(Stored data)
● ● ● ● ● ● ●
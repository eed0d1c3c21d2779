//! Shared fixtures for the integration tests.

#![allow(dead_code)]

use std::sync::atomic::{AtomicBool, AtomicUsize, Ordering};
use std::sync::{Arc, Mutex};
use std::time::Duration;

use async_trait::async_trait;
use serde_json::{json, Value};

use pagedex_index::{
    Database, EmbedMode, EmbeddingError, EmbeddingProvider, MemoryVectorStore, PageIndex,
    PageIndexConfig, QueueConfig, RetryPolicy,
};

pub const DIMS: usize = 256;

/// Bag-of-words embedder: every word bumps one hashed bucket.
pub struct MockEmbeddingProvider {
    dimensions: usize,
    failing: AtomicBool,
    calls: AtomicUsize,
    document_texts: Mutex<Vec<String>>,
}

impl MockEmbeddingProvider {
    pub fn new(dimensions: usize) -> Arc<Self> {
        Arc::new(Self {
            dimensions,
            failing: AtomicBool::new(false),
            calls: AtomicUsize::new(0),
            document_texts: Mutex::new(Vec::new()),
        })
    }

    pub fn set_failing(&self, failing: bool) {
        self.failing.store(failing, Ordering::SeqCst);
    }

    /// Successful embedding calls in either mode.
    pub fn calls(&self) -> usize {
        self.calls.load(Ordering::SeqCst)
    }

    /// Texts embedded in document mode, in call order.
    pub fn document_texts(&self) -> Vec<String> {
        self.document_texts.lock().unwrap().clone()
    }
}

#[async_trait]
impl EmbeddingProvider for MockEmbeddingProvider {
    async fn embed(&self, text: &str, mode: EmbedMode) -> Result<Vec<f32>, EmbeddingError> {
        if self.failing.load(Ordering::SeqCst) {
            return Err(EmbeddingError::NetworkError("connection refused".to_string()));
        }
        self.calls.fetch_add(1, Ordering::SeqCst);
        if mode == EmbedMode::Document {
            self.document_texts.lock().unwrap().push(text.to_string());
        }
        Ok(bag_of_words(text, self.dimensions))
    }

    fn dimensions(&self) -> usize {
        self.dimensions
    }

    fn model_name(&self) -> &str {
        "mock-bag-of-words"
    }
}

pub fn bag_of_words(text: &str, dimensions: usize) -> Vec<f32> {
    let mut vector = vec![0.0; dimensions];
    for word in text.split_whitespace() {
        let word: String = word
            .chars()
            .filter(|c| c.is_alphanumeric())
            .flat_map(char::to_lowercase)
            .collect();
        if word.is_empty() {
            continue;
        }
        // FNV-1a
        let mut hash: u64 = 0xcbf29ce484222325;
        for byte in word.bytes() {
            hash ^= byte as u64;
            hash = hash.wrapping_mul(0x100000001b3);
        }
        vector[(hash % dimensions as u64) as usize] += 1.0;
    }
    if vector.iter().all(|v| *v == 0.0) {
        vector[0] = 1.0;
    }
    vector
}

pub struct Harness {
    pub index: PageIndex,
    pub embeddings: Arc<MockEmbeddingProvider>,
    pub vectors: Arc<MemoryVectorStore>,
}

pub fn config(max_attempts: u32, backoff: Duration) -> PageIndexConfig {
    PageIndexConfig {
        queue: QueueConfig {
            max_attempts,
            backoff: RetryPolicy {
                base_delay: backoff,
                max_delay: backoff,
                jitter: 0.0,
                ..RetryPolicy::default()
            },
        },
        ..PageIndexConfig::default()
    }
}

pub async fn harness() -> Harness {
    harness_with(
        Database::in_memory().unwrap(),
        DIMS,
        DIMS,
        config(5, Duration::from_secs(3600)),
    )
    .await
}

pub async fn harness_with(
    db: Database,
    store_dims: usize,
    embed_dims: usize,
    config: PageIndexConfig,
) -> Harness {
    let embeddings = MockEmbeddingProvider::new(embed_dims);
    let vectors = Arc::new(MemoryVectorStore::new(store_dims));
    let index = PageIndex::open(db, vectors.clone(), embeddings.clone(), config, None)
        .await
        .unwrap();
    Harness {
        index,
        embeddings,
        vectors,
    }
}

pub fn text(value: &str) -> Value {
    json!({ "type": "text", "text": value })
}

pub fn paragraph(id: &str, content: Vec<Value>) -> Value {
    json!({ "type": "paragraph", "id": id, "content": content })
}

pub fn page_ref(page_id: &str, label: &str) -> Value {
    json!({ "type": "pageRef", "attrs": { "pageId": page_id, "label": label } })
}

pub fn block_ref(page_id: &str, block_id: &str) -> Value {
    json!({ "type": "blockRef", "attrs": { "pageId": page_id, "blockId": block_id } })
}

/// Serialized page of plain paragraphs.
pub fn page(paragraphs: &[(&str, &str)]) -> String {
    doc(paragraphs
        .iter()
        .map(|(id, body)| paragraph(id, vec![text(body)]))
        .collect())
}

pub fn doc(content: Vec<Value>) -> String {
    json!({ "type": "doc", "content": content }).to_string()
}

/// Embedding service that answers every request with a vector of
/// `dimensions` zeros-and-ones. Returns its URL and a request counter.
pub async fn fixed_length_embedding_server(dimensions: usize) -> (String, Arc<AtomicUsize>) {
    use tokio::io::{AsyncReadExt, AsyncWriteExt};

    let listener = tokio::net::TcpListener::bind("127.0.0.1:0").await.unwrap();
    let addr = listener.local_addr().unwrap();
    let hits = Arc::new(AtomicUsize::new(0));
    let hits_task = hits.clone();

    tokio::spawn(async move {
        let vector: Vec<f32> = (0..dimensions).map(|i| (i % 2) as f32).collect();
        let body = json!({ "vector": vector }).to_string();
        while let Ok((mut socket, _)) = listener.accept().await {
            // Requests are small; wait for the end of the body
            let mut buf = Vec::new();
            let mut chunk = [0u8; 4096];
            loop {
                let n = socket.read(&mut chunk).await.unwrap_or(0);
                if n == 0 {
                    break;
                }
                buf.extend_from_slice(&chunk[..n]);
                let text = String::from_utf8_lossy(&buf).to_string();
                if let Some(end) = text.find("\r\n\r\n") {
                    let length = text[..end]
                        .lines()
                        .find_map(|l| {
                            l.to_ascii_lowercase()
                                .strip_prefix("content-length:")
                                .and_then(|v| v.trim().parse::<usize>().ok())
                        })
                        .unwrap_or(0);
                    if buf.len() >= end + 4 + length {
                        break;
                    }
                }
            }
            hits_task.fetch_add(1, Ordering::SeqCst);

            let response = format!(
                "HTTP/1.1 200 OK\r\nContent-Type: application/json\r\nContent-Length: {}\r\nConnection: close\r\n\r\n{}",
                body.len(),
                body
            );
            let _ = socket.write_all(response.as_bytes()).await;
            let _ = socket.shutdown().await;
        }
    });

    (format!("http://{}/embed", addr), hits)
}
● ● ● ● ● ● ●
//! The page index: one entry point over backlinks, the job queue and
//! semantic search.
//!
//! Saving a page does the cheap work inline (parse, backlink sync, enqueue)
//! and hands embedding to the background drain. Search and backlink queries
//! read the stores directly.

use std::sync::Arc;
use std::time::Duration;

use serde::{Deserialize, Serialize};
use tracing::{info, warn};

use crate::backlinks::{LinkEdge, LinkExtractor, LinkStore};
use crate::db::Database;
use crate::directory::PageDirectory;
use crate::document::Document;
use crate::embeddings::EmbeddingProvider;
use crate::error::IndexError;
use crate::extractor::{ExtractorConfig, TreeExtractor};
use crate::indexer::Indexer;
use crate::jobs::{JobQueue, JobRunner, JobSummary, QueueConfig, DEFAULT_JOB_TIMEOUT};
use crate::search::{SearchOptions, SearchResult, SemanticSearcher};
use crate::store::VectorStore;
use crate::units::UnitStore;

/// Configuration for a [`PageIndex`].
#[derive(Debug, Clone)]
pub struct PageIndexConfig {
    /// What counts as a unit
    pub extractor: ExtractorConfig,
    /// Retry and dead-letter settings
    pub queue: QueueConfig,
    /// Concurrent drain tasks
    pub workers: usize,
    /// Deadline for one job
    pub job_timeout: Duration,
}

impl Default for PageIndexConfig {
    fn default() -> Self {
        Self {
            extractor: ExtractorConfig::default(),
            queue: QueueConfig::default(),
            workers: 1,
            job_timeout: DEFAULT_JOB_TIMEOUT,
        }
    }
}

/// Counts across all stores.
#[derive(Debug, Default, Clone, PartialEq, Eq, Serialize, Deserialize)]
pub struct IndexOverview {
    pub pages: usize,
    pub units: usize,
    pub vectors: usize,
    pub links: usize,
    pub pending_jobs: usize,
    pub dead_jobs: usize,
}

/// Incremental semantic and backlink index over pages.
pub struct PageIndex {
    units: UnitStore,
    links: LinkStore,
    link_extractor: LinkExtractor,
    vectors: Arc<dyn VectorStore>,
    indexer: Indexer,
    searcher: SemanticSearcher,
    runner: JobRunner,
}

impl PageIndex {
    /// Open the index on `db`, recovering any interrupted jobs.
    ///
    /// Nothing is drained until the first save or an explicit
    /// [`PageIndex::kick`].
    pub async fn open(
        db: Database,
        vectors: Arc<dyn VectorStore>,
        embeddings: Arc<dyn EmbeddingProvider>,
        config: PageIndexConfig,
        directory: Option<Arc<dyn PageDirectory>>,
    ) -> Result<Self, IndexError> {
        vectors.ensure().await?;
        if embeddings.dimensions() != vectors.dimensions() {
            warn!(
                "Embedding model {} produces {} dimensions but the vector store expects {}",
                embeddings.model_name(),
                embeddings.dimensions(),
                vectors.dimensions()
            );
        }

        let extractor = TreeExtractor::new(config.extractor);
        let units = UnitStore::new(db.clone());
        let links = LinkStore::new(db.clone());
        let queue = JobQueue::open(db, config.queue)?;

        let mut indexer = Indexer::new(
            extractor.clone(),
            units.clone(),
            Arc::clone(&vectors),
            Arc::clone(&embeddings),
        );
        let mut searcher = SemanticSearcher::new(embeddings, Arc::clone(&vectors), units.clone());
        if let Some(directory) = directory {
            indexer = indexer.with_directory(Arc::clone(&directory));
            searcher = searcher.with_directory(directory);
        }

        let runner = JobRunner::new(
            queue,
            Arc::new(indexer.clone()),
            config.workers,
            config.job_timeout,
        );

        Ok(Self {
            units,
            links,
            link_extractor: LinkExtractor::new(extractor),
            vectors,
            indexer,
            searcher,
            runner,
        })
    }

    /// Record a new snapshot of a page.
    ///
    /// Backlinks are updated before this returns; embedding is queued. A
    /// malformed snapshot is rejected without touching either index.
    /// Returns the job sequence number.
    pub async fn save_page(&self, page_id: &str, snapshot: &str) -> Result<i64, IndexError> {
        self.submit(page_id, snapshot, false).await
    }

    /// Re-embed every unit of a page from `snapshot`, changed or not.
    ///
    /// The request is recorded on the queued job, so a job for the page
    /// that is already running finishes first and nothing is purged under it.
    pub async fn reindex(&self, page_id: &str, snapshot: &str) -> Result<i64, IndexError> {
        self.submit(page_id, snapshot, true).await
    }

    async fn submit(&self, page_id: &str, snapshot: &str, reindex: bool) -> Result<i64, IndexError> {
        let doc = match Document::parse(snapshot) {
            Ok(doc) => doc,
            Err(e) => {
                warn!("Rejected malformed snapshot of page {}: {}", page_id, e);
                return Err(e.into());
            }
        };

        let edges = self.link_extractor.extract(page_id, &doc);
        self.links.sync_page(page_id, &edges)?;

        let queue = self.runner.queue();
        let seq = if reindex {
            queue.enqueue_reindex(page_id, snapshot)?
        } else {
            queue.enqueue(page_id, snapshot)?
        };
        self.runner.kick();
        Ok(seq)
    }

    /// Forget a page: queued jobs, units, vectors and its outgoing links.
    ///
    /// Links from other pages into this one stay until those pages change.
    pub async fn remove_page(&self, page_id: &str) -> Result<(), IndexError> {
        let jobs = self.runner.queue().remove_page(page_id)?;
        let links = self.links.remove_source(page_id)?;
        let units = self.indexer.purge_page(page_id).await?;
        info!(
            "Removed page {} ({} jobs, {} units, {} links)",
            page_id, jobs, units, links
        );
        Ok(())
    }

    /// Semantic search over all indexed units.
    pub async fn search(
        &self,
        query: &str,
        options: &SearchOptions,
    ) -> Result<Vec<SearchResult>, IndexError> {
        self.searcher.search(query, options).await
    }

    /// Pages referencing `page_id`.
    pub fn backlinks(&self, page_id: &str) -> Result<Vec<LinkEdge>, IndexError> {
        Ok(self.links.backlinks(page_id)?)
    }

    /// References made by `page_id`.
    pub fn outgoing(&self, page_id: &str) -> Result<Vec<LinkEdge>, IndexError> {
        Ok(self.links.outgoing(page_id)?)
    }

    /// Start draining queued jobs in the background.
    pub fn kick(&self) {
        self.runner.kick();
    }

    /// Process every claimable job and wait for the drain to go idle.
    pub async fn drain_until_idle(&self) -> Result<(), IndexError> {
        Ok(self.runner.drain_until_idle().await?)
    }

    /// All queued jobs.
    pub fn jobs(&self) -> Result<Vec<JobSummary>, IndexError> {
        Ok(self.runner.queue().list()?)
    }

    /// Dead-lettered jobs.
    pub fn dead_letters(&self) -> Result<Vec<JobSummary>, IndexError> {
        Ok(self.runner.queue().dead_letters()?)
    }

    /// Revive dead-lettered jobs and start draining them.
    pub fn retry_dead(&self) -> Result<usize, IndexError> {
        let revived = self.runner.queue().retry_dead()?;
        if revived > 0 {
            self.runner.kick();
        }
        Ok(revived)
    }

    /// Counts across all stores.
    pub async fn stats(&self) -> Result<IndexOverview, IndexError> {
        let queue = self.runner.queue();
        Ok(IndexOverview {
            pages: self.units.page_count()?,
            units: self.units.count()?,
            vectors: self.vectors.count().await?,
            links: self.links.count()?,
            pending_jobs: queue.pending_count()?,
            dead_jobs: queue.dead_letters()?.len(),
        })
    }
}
● ● ● ● ● ● ●
=== Your assignment ===
Copy the lines above exactly. Start with the line containing "repository eed0d1c3c21d2779", end with the line containing "pub struct MockEmbeddingProvider", and include both.

=== Solution ===
repository eed0d1c3c21d2779
//! Shared fixtures for the integration tests.

#![allow(dead_code)]

use std::sync::atomic::{AtomicBool, AtomicUsize, Ordering};
use std::sync::{Arc, Mutex};
use std::time::Duration;

use async_trait::async_trait;
use serde_json::{json, Value};

use pagedex_index::{
    Database, EmbedMode, EmbeddingError, EmbeddingProvider, MemoryVectorStore, PageIndex,
    PageIndexConfig, QueueConfig, RetryPolicy,
};

pub const DIMS: usize = 256;

/// Bag-of-words embedder: every word bumps one hashed bucket.
pub struct MockEmbeddingProvider {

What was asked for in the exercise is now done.